Don’t add additional stress to the situation, especially with a new driver. Don’t bring up a bad test grade or an awkward phone call while they’re trying to learn how to navigate traffic without killing you both. Your teen needs to stay focused on the road, and you need to stay focused on teaching them how to drive safely. Leave everything else for when you’re home, and the car is parked.
Don’t Assume They Already Know
Just because they had to memorize all the traffic signs for their driver’s permit test doesn’t mean that they remember them once they’re behind the wheel. Modern schooling tends to teach rote memorization for testing, and once the test is over, the information just vanishes from their brains.
Quiz them on the signs you see as you’re traveling, even if they’re not behind the wheel. You can even turn it into a history lesson if it will help the information stick. Did you know that humans have been using traffic signs as far back as Ancient Rome?
Keep Challenging Them
Driving on empty roads and abandoned parking lots can be great the first time your teen gets behind the wheel. It allows them to get a feel for how the car handles, and how much pressure they need to put on the brake pedal and accelerator — but it isn’t going to make them better drivers. To do that, you need to keep challenging them.
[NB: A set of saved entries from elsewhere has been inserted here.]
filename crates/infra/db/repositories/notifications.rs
use anyhow::Result;
use async_trait::async_trait;
use chrono::Utc;
use diesel::{RunQueryDsl, delete, insert_into, prelude::*, update};
use std::sync::Arc;
use uuid::Uuid;

use crate::{
    domain,
    infra::db::postgres::{postgres_connection::PgPoolSquad, schema::notifications},
};
use domain::{
    entities::notifications::{InsertNotificationEntity, NotificationEntity},
    repositories::notifications::NotificationRepository,
};

pub struct NotificationPostgres {
    db_pool: Arc<PgPoolSquad>,
}

impl NotificationPostgres {
    pub fn new(db_pool: Arc<PgPoolSquad>) -> Self {
        Self { db_pool }
    }
}

#[async_trait]
impl NotificationRepository for NotificationPostgres {
    async fn list_for_user(&self, user_id: Uuid) -> Result<Vec<NotificationEntity>> {
        let mut conn = Arc::clone(&self.db_pool).get()?;

        let results = notifications::table
            .filter(notifications::user_id.eq(user_id))
            .order(notifications::created_at.asc())
            .select(NotificationEntity::as_select())
            .load::<NotificationEntity>(&mut conn)?;

        Ok(results)
    }

    async fn insert(&self, entity: InsertNotificationEntity) -> Result<NotificationEntity> {
        let mut conn = Arc::clone(&self.db_pool).get()?;

        let inserted = insert_into(notifications::table)
            .values(&entity)
            .returning(NotificationEntity::as_returning())
            .get_result::<NotificationEntity>(&mut conn)?;

        Ok(inserted)
    }

    async fn mark_read(&self, user_id: Uuid, notification_id: Uuid) -> Result<usize> {
        let mut conn = Arc::clone(&self.db_pool).get()?;

        // Scoping by user_id keeps foreign ids indistinguishable from
        // missing ones.
        let updated = update(
            notifications::table
                .filter(notifications::id.eq(notification_id))
                .filter(notifications::user_id.eq(user_id)),
        )
        .set((
            notifications::is_read.eq(true),
            notifications::updated_at.eq(Utc::now()),
        ))
        .execute(&mut conn)?;

        Ok(updated)
    }

    async fn mark_all_read(&self, user_id: Uuid) -> Result<usize> {
        let mut conn = Arc::clone(&self.db_pool).get()?;

        let updated = update(
            notifications::table
                .filter(notifications::user_id.eq(user_id))
                .filter(notifications::is_read.eq(false)),
        )
        .set((
            notifications::is_read.eq(true),
            notifications::updated_at.eq(Utc::now()),
        ))
        .execute(&mut conn)?;

        Ok(updated)
    }

    async fn delete(&self, user_id: Uuid, notification_id: Uuid) -> Result<usize> {
        let mut conn = Arc::clone(&self.db_pool).get()?;

        let deleted = delete(
            notifications::table
                .filter(notifications::id.eq(notification_id))
                .filter(notifications::user_id.eq(user_id)),
        )
        .execute(&mut conn)?;

        Ok(deleted)
    }

    async fn delete_all(&self, user_id: Uuid) -> Result<usize> {
        let mut conn = Arc::clone(&self.db_pool).get()?;

        let deleted = delete(notifications::table.filter(notifications::user_id.eq(user_id)))
            .execute(&mut conn)?;

        Ok(deleted)
    }
}
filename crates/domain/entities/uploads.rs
use chrono::{DateTime, Utc};
use diesel::prelude::*;
use serde::Serialize;
use uuid::Uuid;

use crate::infra::db::postgres::schema::uploads;

#[derive(Debug, Clone, Serialize, Identifiable, Selectable, Queryable)]
#[diesel(table_name = uploads)]
pub struct UploadEntity {
    pub id: Uuid,
    pub user_id: Uuid,
    pub path: String,
    pub url: String,
    pub media_type: String,
    pub size_bytes: i64,
    pub created_at: DateTime<Utc>,
}

#[derive(Debug, Clone, Insertable)]
#[diesel(table_name = uploads)]
pub struct InsertUploadEntity {
    pub user_id: Uuid,
    pub path: String,
    pub url: String,
    pub media_type: String,
    pub size_bytes: i64,
}
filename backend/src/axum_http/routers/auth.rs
use crate::{
    auth::AuthUser,
    config::config_model::DotEnvyConfig,
    usecases::auth::{AuthFlowError, AuthGateway, AuthUseCase},
};
use axum::{
    Json, Router,
    extract::{Query, State},
    http::{HeaderMap, StatusCode},
    response::{IntoResponse, Redirect},
    routing::{get, post},
};
use axum_extra::extract::cookie::{Cookie, CookieJar, SameSite};
use crates::{
    domain::repositories::users::UserRepository,
    identity::supabase_auth::SupabaseAuthClient,
    infra::db::{postgres::postgres_connection::PgPoolSquad, repositories::users::UserPostgres},
};
use serde::Deserialize;
use serde_json::json;
use std::sync::Arc;
use tracing::error;

const ACCESS_TOKEN_COOKIE: &str = "sb-access-token";
const REFRESH_TOKEN_COOKIE: &str = "sb-refresh-token";
const CODE_VERIFIER_COOKIE: &str = "sb-code-verifier";

#[derive(Debug, Deserialize)]
pub struct SignInBody {
    email: Option<String>,
    password: Option<String>,
}

#[derive(Debug, Deserialize)]
pub struct SignUpBody {
    email: Option<String>,
    password: Option<String>,
    name: Option<String>,
}

#[derive(Debug, Deserialize)]
pub struct CallbackQuery {
    code: Option<String>,
    redirect: Option<String>,
}

pub fn routes(db_pool: Arc<PgPoolSquad>, config: Arc<DotEnvyConfig>) -> Router {
    let auth_gateway = SupabaseAuthClient::new(
        &config.supabase.project_url,
        config.supabase.anon_key.clone(),
    );
    let user_repository = UserPostgres::new(Arc::clone(&db_pool));
    let usecase = AuthUseCase::new(Arc::new(auth_gateway), Arc::new(user_repository));

    Router::new()
        .route("/api/auth/sign-in", post(sign_in))
        .route("/api/auth/sign-up", post(sign_up))
        .route("/api/auth/sign-out", post(sign_out))
        .route("/auth/callback", get(callback))
        .with_state(Arc::new(usecase))
}

pub async fn sign_in<G, U>(
    State(usecase): State<Arc<AuthUseCase<G, U>>>,
    jar: CookieJar,
    Json(body): Json<SignInBody>,
) -> impl IntoResponse
where
    G: AuthGateway + Send + Sync + 'static,
    U: UserRepository + Send + Sync + 'static,
{
    let (Some(email), Some(password)) = (body.email, body.password) else {
        return (
            StatusCode::BAD_REQUEST,
            "email and password are required".to_string(),
        )
            .into_response();
    };

    match usecase.sign_in(&email, &password).await {
        Ok(session) => {
            let jar = jar
                .add(session_cookie(ACCESS_TOKEN_COOKIE, &session.access_token))
                .add(session_cookie(REFRESH_TOKEN_COOKIE, &session.refresh_token));
            (
                jar,
                Json(json!({
                    "success": true,
                    "user": session.user,
                    "session": {
                        "accessToken": session.access_token,
                        "refreshToken": session.refresh_token,
                        "expiresIn": session.expires_in,
                    },
                })),
            )
                .into_response()
        }
        Err(err) => auth_error_response(err),
    }
}

pub async fn sign_up<G, U>(
    State(usecase): State<Arc<AuthUseCase<G, U>>>,
    Json(body): Json<SignUpBody>,
) -> impl IntoResponse
where
    G: AuthGateway + Send + Sync + 'static,
    U: UserRepository + Send + Sync + 'static,
{
    let (Some(email), Some(password)) = (body.email, body.password) else {
        return (
            StatusCode::BAD_REQUEST,
            "email and password are required".to_string(),
        )
            .into_response();
    };

    match usecase.sign_up(&email, &password, body.name.as_deref()).await {
        Ok(user) => Json(json!({
            "success": true,
            "message": "Check your inbox to confirm the account",
            "user": user,
        }))
        .into_response(),
        Err(err) => auth_error_response(err),
    }
}

pub async fn sign_out<G, U>(
    State(usecase): State<Arc<AuthUseCase<G, U>>>,
    AuthUser { user_id, .. }: AuthUser,
    headers: HeaderMap,
    jar: CookieJar,
) -> impl IntoResponse
where
    G: AuthGateway + Send + Sync + 'static,
    U: UserRepository + Send + Sync + 'static,
{
    let Some(token) = crate::auth::extract_bearer_token(&headers) else {
        return StatusCode::UNAUTHORIZED.into_response();
    };

    if let Err(err) = usecase.sign_out(&token).await {
        // The local session cookies are cleared either way.
        error!(%user_id, error = ?err, "auth router: provider sign-out failed");
    }

    let jar = jar
        .remove(Cookie::from(ACCESS_TOKEN_COOKIE))
        .remove(Cookie::from(REFRESH_TOKEN_COOKIE));
    (jar, Json(json!({ "success": true }))).into_response()
}

pub async fn callback<G, U>(
    State(usecase): State<Arc<AuthUseCase<G, U>>>,
    jar: CookieJar,
    Query(query): Query<CallbackQuery>,
) -> impl IntoResponse
where
    G: AuthGateway + Send + Sync + 'static,
    U: UserRepository + Send + Sync + 'static,
{
    let Some(code) = query.code else {
        return Redirect::temporary("/auth/sign-in?error=auth").into_response();
    };
    let Some(verifier) = jar
        .get(CODE_VERIFIER_COOKIE)
        .map(|cookie| cookie.value().to_string())
    else {
        return Redirect::temporary("/auth/sign-in?error=auth").into_response();
    };

    match usecase.sign_in_with_code(&code, &verifier).await {
        Ok(session) => {
            let target = query
                .redirect
                .filter(|target| target.starts_with('/') && !target.starts_with("//"))
                .unwrap_or_else(|| "/generate".to_string());
            let jar = jar
                .add(session_cookie(ACCESS_TOKEN_COOKIE, &session.access_token))
                .add(session_cookie(REFRESH_TOKEN_COOKIE, &session.refresh_token))
                .remove(Cookie::from(CODE_VERIFIER_COOKIE));
            (jar, Redirect::temporary(&target)).into_response()
        }
        Err(err) => {
            error!(error = ?err, "auth router: callback code exchange failed");
            Redirect::temporary("/auth/sign-in?error=auth").into_response()
        }
    }
}

fn session_cookie(name: &'static str, value: &str) -> Cookie<'static> {
    Cookie::build((name, value.to_string()))
        .path("/")
        .http_only(true)
        .same_site(SameSite::Lax)
        .build()
}

fn auth_error_response(err: AuthFlowError) -> axum::response::Response {
    let status = err.status_code();
    let message = match &err {
        AuthFlowError::Internal(_) => {
            error!(error = ?err, "auth router: request failed");
            "Internal server error".to_string()
        }
        _ => err.to_string(),
    };

    (
        status,
        Json(json!({ "success": false, "message": message })),
    )
        .into_response()
}
use std::time::Duration;

use anyhow::{Context, Result};
use aws_config::{BehaviorVersion, timeout::TimeoutConfig};
use aws_credential_types::Credentials;
use aws_sdk_s3::{
    Client,
    config::{Region, StalledStreamProtectionConfig},
};
use http::Uri;
use std::str::FromStr;

#[derive(Debug, Clone)]
pub struct S3Config {
    pub endpoint: String,
    pub region: String,
    pub access_key: String,
    pub secret_key: String,
    pub force_path_style: bool,
    pub connect_timeout_secs: u64,
    pub read_timeout_secs: u64,
}

impl S3Config {
    pub fn new(endpoint: String, region: String, access_key: String, secret_key: String) -> Self {
        Self {
            endpoint,
            region,
            access_key,
            secret_key,
            force_path_style: true,
            connect_timeout_secs: 10,
            read_timeout_secs: 60,
        }
    }
}

pub async fn build_s3_client(config: &S3Config) -> Result<Client> {
    let endpoint = format!("{}/", config.endpoint.trim_end_matches('/'));
    Uri::from_str(&endpoint).context("invalid s3 endpoint URL")?;

    let credentials = Credentials::new(
        config.access_key.clone(),
        config.secret_key.clone(),
        None,
        None,
        "s3-compatible",
    );

    let region = Region::new(config.region.clone());
    let shared_config = aws_config::defaults(BehaviorVersion::latest())
        .region(region.clone())
        .credentials_provider(credentials)
        .timeout_config(
            TimeoutConfig::builder()
                .connect_timeout(Duration::from_secs(config.connect_timeout_secs))
                .read_timeout(Duration::from_secs(config.read_timeout_secs))
                .build(),
        )
        .load()
        .await;

    let s3_config = aws_sdk_s3::config::Builder::from(&shared_config)
        .endpoint_url(endpoint)
        .force_path_style(config.force_path_style)
        .region(region)
        .stalled_stream_protection(StalledStreamProtectionConfig::disabled())
        .build();

    Ok(Client::from_conf(s3_config))
}
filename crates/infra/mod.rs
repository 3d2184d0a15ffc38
pub mod db;
pub mod storages;
use anyhow::Result;
use async_trait::async_trait;
use diesel::{RunQueryDsl, delete, insert_into, prelude::*};
use std::sync::Arc;
use uuid::Uuid;

use crate::{
    domain,
    infra::db::postgres::{postgres_connection::PgPoolSquad, schema::uploads},
};
use domain::{
    entities::uploads::{InsertUploadEntity, UploadEntity},
    repositories::uploads::UploadRepository,
};

pub struct UploadPostgres {
    db_pool: Arc<PgPoolSquad>,
}

impl UploadPostgres {
    pub fn new(db_pool: Arc<PgPoolSquad>) -> Self {
        Self { db_pool }
    }
}

#[async_trait]
impl UploadRepository for UploadPostgres {
    async fn insert(&self, entity: InsertUploadEntity) -> Result<UploadEntity> {
        let mut conn = Arc::clone(&self.db_pool).get()?;

        let inserted = insert_into(uploads::table)
            .values(&entity)
            .returning(UploadEntity::as_returning())
            .get_result::<UploadEntity>(&mut conn)?;

        Ok(inserted)
    }

    async fn find_by_id(&self, upload_id: Uuid) -> Result<Option<UploadEntity>> {
        let mut conn = Arc::clone(&self.db_pool).get()?;

        let found = uploads::table
            .filter(uploads::id.eq(upload_id))
            .select(UploadEntity::as_select())
            .first::<UploadEntity>(&mut conn)
            .optional()?;

        Ok(found)
    }

    async fn delete(&self, upload_id: Uuid) -> Result<()> {
        let mut conn = Arc::clone(&self.db_pool).get()?;

        delete(uploads::table.filter(uploads::id.eq(upload_id))).execute(&mut conn)?;

        Ok(())
    }

    async fn list_for_user(&self, user_id: Uuid) -> Result<Vec<UploadEntity>> {
        let mut conn = Arc::clone(&self.db_pool).get()?;

        let results = uploads::table
            .filter(uploads::user_id.eq(user_id))
            .order(uploads::created_at.asc())
            .select(UploadEntity::as_select())
            .load::<UploadEntity>(&mut conn)?;

        Ok(results)
    }
}
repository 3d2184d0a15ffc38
pub mod credit_ledger;
pub mod credit_packages;
pub mod notifications;
pub mod payment_provider_customers;
pub mod uploads;
pub mod users;
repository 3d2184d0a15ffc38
use diesel::prelude::*;
use serde::Serialize;
use uuid::Uuid;

use crate::infra::db::postgres::schema::credit_packages;

/// Purchasable credit bundle. Configured out-of-band; read-only here.
#[derive(Debug, Clone, Serialize, Identifiable, Selectable, Queryable)]
#[diesel(table_name = credit_packages)]
pub struct CreditPackageEntity {
    pub id: Uuid,
    pub name: String,
    pub price_minor: i32,
    pub currency: String,
    pub credits: i32,
    pub stripe_price_id: Option<String>,
    pub is_active: bool,
    pub is_popular: bool,
    pub sort_order: i32,
    pub features: serde_json::Value,
}
use axum::{http::StatusCode, response::IntoResponse};
use tracing::info;

pub async fn not_found() -> impl IntoResponse {
    info!("backend router: not_found handler invoked");
    (StatusCode::NOT_FOUND, "NOT_FOUND").into_response()
}

pub async fn health_check() -> impl IntoResponse {
    info!("backend router: health_check handler invoked");
    (StatusCode::OK, "OK").into_response()
}
pub mod default_routers;
pub mod http_serve;
pub mod route_gate;
pub mod routers;
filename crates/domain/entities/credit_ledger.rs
use chrono::{DateTime, Utc};
use diesel::prelude::*;
use serde::Serialize;
use uuid::Uuid;

use crate::infra::db::postgres::schema::credit_ledger;

/// Append-only balance change. Rows are never mutated or deleted; the
/// user's balance is always SUM(amount) over their rows.
#[derive(Debug, Clone, Serialize, Identifiable, Selectable, Queryable)]
#[diesel(table_name = credit_ledger)]
pub struct CreditLedgerEntryEntity {
    pub id: Uuid,
    pub user_id: Uuid,
    pub amount: i32,
    pub reason: String,
    pub purchase_ref: Option<String>,
    pub created_at: DateTime<Utc>,
}

#[derive(Debug, Clone, Insertable)]
#[diesel(table_name = credit_ledger)]
pub struct InsertCreditLedgerEntryEntity {
    pub user_id: Uuid,
    pub amount: i32,
    pub reason: String,
    pub purchase_ref: Option<String>,
}
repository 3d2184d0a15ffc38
use anyhow::Result;
use async_trait::async_trait;
use mockall::automock;
use uuid::Uuid;

use crate::domain::entities::credit_packages::CreditPackageEntity;

#[async_trait]
#[automock]
pub trait CreditPackageRepository {
    /// Active packages ordered by sort_order.
    async fn list_active(&self) -> Result<Vec<CreditPackageEntity>>;

    async fn find_active_by_id(&self, package_id: Uuid) -> Result<Option<CreditPackageEntity>>;
}
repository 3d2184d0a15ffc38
pub mod postgres_connection;
pub mod schema;
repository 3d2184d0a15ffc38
use anyhow::Result;
use reqwest::header::CONTENT_TYPE;
use serde::{Deserialize, Serialize};
use serde_json::json;
use tracing::error;
use uuid::Uuid;

/// Client for the Supabase Auth (GoTrue) REST API.
/// https://supabase.com/docs/reference/auth
pub struct SupabaseAuthClient {
    http: reqwest::Client,
    auth_base_url: String,
    anon_key: String,
}

#[derive(Debug, Clone, Serialize, Deserialize)]
pub struct IdentityUser {
    pub id: Uuid,
    pub email: Option<String>,
    #[serde(default)]
    pub user_metadata: serde_json::Value,
}

#[derive(Debug, Clone, Serialize, Deserialize)]
pub struct AuthSession {
    pub access_token: String,
    pub refresh_token: String,
    pub expires_in: Option<i64>,
    pub user: IdentityUser,
}

#[derive(Debug, Deserialize)]
struct GoTrueErrorEnvelope {
    error: Option<String>,
    error_description: Option<String>,
    msg: Option<String>,
    error_code: Option<String>,
}

impl SupabaseAuthClient {
    pub fn new(project_url: &str, anon_key: String) -> Self {
        Self {
            http: reqwest::Client::new(),
            auth_base_url: format!("{}/auth/v1", project_url.trim_end_matches('/')),
            anon_key,
        }
    }

    async fn ensure_success(resp: reqwest::Response, context: &str) -> Result<reqwest::Response> {
        if resp.status().is_success() {
            return Ok(resp);
        }

        let status = resp.status();
        let body = match resp.text().await {
            Ok(text) if !text.is_empty() => text,
            Ok(_) => "<empty response body>".to_string(),
            Err(err) => format!("<failed to read response body: {err}>"),
        };

        let (gotrue_error, gotrue_error_code, gotrue_message) =
            match serde_json::from_str::<GoTrueErrorEnvelope>(&body) {
                Ok(envelope) => (
                    envelope.error,
                    envelope.error_code,
                    envelope.error_description.or(envelope.msg),
                ),
                Err(_) => (None, None, None),
            };

        error!(
            status = %status,
            gotrue_error = ?gotrue_error,
            gotrue_error_code = ?gotrue_error_code,
            gotrue_message = ?gotrue_message,
            response_body = %body,
            context = %context,
            "supabase auth request failed"
        );

        anyhow::bail!(
            "Supabase Auth request failed: {} (status {})",
            context,
            status
        );
    }

    /// Registers a new user. When email confirmation is enabled the session
    /// tokens are absent until the user confirms.
    pub async fn sign_up(
        &self,
        email: &str,
        password: &str,
        display_name: Option<&str>,
    ) -> Result<IdentityUser> {
        let mut body = json!({ "email": email, "password": password });
        if let Some(display_name) = display_name {
            body["data"] = json!({ "display_name": display_name });
        }

        let resp = self
            .http
            .post(format!("{}/signup", self.auth_base_url))
            .header("apikey", &self.anon_key)
            .header(CONTENT_TYPE, "application/json")
            .json(&body)
            .send()
            .await?;
        let resp = Self::ensure_success(resp, "sign up").await?;

        #[derive(Deserialize)]
        struct SignUpResp {
            id: Option<Uuid>,
            email: Option<String>,
            #[serde(default)]
            user_metadata: serde_json::Value,
            user: Option<IdentityUser>,
        }

        // GoTrue returns the bare user when confirmation is pending and a
        // session envelope when autoconfirm is on.
        let parsed: SignUpResp = resp.json().await?;
        if let Some(user) = parsed.user {
            return Ok(user);
        }

        let id = parsed
            .id
            .ok_or_else(|| anyhow::anyhow!("sign-up response is missing the user id"))?;

        Ok(IdentityUser {
            id,
            email: parsed.email,
            user_metadata: parsed.user_metadata,
        })
    }

    /// Password grant. Returns the full session on success.
    pub async fn sign_in_with_password(&self, email: &str, password: &str) -> Result<AuthSession> {
        let resp = self
            .http
            .post(format!("{}/token?grant_type=password", self.auth_base_url))
            .header("apikey", &self.anon_key)
            .header(CONTENT_TYPE, "application/json")
            .json(&json!({ "email": email, "password": password }))
            .send()
            .await?;
        let resp = Self::ensure_success(resp, "sign in with password").await?;

        let session: AuthSession = resp.json().await?;
        Ok(session)
    }

    /// Exchanges a PKCE authorization code from the OAuth/magic-link callback
    /// for a session.
    pub async fn exchange_code(&self, auth_code: &str, code_verifier: &str) -> Result<AuthSession> {
        let resp = self
            .http
            .post(format!("{}/token?grant_type=pkce", self.auth_base_url))
            .header("apikey", &self.anon_key)
            .header(CONTENT_TYPE, "application/json")
            .json(&json!({ "auth_code": auth_code, "code_verifier": code_verifier }))
            .send()
            .await?;
        let resp = Self::ensure_success(resp, "exchange auth code").await?;

        let session: AuthSession = resp.json().await?;
        Ok(session)
    }

    /// Revokes the session behind the given access token.
    pub async fn sign_out(&self, access_token: &str) -> Result<()> {
        let resp = self
            .http
            .post(format!("{}/logout", self.auth_base_url))
            .header("apikey", &self.anon_key)
            .bearer_auth(access_token)
            .send()
            .await?;
        Self::ensure_success(resp, "sign out").await?;

        Ok(())
    }
}
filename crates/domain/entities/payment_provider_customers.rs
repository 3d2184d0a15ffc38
use chrono::{DateTime, Utc};
use diesel::prelude::*;
use uuid::Uuid;

use crate::infra::db::postgres::schema::payment_provider_customers;

#[derive(Debug, Clone, Identifiable, Selectable, Queryable)]
#[diesel(table_name = payment_provider_customers)]
pub struct PaymentProviderCustomerEntity {
    pub id: Uuid,
    pub user_id: Uuid,
    pub provider: String,
    pub customer_ref: String,
    pub metadata: serde_json::Value,
    pub created_at: DateTime<Utc>,
}

#[derive(Debug, Clone, Insertable)]
#[diesel(table_name = payment_provider_customers)]
pub struct InsertPaymentProviderCustomerEntity {
    pub user_id: Uuid,
    pub provider: String,
    pub customer_ref: String,
    pub metadata: serde_json::Value,
}
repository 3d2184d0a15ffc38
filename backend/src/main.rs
use anyhow::Result;
use backend::axum_http::http_serve;
use backend::config::config_loader;
use crates::infra::db::postgres::postgres_connection;
use std::sync::Arc;
use tracing::{error, info};

#[tokio::main]
async fn main() {
    if let Err(error) = run().await {
        error!("Backend exited with error: {}", error);
        std::process::exit(1);
    }
}

async fn run() -> Result<()> {
    dotenvy::dotenv().ok();
    crates::observability::init_observability("backend")?;

    let dotenvy_env = config_loader::load()?;
    info!("ENV has been loaded");

    let postgres_pool = postgres_connection::establish_connection(&dotenvy_env.database.url)?;
    info!("Postgres connection has been established");

    http_serve::start(Arc::new(dotenvy_env), Arc::new(postgres_pool)).await?;

    Ok(())
}
use crate::{
    auth::AuthUser,
    config::config_model::DotEnvyConfig,
    usecases::daily_reward::{DailyRewardError, DailyRewardUseCase},
};
use axum::{
    Json, Router,
    extract::State,
    http::StatusCode,
    response::IntoResponse,
    routing::get,
};
use chrono::{FixedOffset, Offset, Utc};
use crates::{
    domain::repositories::credit_ledger::CreditLedgerRepository,
    events::notification_hub::NotificationHub,
    infra::db::{
        postgres::postgres_connection::PgPoolSquad, repositories::credit_ledger::CreditLedgerPostgres,
    },
};
use serde_json::json;
use std::sync::Arc;

fn reference_tz(offset_hours: i32) -> FixedOffset {
    FixedOffset::east_opt(offset_hours * 3600).unwrap_or_else(|| Utc.fix())
}

pub fn routes(
    db_pool: Arc<PgPoolSquad>,
    config: Arc<DotEnvyConfig>,
    notification_hub: Arc<NotificationHub>,
) -> Router {
    let ledger_repository = CreditLedgerPostgres::new(Arc::clone(&db_pool));
    let usecase = DailyRewardUseCase::new(
        Arc::new(ledger_repository),
        notification_hub,
        config.reward.daily_amount,
        reference_tz(config.reward.tz_offset_hours),
    );

    Router::new()
        .route("/", get(get_stats).post(grant))
        .with_state(Arc::new(usecase))
}

pub async fn get_stats<L>(
    State(usecase): State<Arc<DailyRewardUseCase<L>>>,
    AuthUser { user_id, .. }: AuthUser,
) -> impl IntoResponse
where
    L: CreditLedgerRepository + Send + Sync + 'static,
{
    match usecase.get_stats(user_id).await {
        Ok(stats) => Json(json!({ "success": true, "stats": stats })).into_response(),
        Err(err) => (
            err.status_code(),
            Json(json!({ "success": false, "message": "Failed to load reward stats" })),
        )
            .into_response(),
    }
}

pub async fn grant<L>(
    State(usecase): State<Arc<DailyRewardUseCase<L>>>,
    AuthUser { user_id, .. }: AuthUser,
) -> impl IntoResponse
where
    L: CreditLedgerRepository + Send + Sync + 'static,
{
    match usecase.grant(user_id).await {
        Ok(granted) => Json(json!({
            "success": true,
            "credits": granted.credits,
            "newBalance": granted.new_balance,
            "message": "Daily reward granted",
        }))
        .into_response(),
        Err(err @ DailyRewardError::AlreadyGranted) => (
            err.status_code(),
            Json(json!({ "success": false, "message": "already granted" })),
        )
            .into_response(),
        Err(err) => (
            err.status_code(),
            Json(json!({ "success": false, "message": "Failed to grant daily reward" })),
        )
            .into_response(),
    }
}
pub mod config_loader;
pub mod config_model;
Teach them to drive on the roads that they’re going to use regularly. Start with late night or early morning driving, when there isn’t a ton of traffic, and then move on to progressively more difficult scenarios — rush hour, poor weather, holiday traffic, etc. If you live in an area that’s prone to snow, make sure they practice driving in snow. The same goes for thunderstorms, fog or any other weather that might make the roads more dangerous.
The more scenarios you expose them to when they’re learning, the fewer unexpected things they will encounter on the road. Plus, if they do come across something they haven’t practiced — like a moose in the road — they’ll be able to assess the situation with a level head and without panicking.
Expect Success but Plan for Failure
Even the best teen drivers are prone to making mistakes. Whether those mistakes result in a dinged bumper or a totaled car aren’t always up to you. That is why it is so important to plan for failure even if you expect success. Don’t freak out, even if you do end up in an accident. Use it as a teaching moment. Walk them through calling the police, calling your insurance, collecting contact info and insurance from the other driver, and even filing the claim if necessary.
The whole process of teaching your teens to drive is almost guaranteed to give you a few extra gray hairs, but it doesn’t have to be a nightmare. Don’t panic, keep your mind on the road and enjoy the fact that in a few short months, you won’t have to drive your teen everywhere anymore. A driver’s license isn’t just independence for a teen. It’s freedom for you, too.